● **EXERCISE PROMPT**: Look for the line that has "table (stage 1)." in the material below; please repeat it and every line after it, exactly, up to and including the line that has "fn default_debug_dir() ->", and nothing else.

● **TASK INPUT**:
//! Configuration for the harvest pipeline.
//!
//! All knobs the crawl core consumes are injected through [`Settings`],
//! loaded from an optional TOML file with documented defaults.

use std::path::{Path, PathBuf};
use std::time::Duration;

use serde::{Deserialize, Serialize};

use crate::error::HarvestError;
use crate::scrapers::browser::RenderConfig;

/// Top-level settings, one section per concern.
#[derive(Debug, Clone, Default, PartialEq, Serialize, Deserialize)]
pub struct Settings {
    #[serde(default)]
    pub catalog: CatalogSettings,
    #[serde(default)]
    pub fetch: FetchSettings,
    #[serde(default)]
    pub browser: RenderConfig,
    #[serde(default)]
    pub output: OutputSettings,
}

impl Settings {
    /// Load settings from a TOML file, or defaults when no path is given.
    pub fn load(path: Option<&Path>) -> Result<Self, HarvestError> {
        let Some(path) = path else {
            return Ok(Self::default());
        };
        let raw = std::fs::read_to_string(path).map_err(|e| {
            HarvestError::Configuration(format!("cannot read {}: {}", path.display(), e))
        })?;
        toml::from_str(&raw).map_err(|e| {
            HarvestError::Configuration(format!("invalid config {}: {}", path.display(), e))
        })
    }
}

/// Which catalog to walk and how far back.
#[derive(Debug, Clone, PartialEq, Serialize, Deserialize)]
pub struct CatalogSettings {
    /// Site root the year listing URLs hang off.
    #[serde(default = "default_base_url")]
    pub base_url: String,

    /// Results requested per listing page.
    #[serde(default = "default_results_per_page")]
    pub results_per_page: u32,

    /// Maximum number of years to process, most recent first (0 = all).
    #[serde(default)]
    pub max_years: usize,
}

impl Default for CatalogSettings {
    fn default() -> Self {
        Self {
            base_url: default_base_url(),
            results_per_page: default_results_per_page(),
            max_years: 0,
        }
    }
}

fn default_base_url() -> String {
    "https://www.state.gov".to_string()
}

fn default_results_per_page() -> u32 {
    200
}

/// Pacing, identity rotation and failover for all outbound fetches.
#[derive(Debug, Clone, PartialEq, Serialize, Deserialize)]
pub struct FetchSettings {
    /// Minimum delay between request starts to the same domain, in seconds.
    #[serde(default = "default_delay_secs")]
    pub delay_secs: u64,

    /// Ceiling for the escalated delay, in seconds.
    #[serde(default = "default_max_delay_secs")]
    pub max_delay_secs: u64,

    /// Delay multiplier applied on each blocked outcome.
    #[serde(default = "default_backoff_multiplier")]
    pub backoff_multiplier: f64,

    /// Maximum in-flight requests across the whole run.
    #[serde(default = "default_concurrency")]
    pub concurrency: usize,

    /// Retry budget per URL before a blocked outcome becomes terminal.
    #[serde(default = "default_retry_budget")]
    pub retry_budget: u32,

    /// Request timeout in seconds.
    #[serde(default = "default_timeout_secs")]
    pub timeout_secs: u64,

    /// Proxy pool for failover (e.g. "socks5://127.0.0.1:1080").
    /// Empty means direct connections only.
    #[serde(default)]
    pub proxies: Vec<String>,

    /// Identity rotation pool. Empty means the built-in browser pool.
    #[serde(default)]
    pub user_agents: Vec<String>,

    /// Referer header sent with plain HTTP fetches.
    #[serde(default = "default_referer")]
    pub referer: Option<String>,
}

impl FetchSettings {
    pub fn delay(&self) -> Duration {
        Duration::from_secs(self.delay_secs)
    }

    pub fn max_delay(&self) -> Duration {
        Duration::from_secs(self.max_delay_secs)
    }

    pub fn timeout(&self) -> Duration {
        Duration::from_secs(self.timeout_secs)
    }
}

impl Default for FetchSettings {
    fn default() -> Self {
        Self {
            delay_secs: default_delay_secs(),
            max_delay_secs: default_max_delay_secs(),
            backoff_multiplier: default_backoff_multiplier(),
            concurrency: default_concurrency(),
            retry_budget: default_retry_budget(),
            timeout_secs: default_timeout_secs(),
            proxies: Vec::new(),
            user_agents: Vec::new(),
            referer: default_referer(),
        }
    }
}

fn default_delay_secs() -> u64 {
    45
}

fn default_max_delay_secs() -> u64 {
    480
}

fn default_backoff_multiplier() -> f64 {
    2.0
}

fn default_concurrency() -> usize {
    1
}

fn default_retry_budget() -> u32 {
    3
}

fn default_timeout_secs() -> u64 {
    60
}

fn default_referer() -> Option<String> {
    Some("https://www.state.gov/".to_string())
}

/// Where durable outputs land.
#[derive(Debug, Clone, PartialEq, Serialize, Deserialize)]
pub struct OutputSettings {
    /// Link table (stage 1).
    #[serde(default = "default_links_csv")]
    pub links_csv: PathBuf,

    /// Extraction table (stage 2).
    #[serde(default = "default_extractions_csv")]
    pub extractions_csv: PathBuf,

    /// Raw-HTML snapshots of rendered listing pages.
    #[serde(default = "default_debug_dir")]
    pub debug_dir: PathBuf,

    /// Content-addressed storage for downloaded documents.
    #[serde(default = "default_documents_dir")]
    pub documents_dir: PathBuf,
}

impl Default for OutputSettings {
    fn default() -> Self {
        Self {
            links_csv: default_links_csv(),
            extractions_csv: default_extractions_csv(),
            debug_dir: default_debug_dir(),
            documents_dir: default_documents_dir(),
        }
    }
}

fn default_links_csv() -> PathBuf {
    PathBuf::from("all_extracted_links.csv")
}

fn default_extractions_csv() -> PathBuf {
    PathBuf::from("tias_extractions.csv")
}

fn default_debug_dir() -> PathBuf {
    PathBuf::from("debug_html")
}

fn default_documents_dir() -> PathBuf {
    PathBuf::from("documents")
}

● **ANSWER BOX**:
    /// Link table (stage 1).
    #[serde(default = "default_links_csv")]
    pub links_csv: PathBuf,

    /// Extraction table (stage 2).
    #[serde(default = "default_extractions_csv")]
    pub extractions_csv: PathBuf,

    /// Raw-HTML snapshots of rendered listing pages.
    #[serde(default = "default_debug_dir")]
    pub debug_dir: PathBuf,

    /// Content-addressed storage for downloaded documents.
    #[serde(default = "default_documents_dir")]
    pub documents_dir: PathBuf,
}

impl Default for OutputSettings {
    fn default() -> Self {
        Self {
            links_csv: default_links_csv(),
            extractions_csv: default_extractions_csv(),
            debug_dir: default_debug_dir(),
            documents_dir: default_documents_dir(),
        }
    }
}

fn default_links_csv() -> PathBuf {
    PathBuf::from("all_extracted_links.csv")
}

fn default_extractions_csv() -> PathBuf {
    PathBuf::from("tias_extractions.csv")
}

fn default_debug_dir() -> PathBuf {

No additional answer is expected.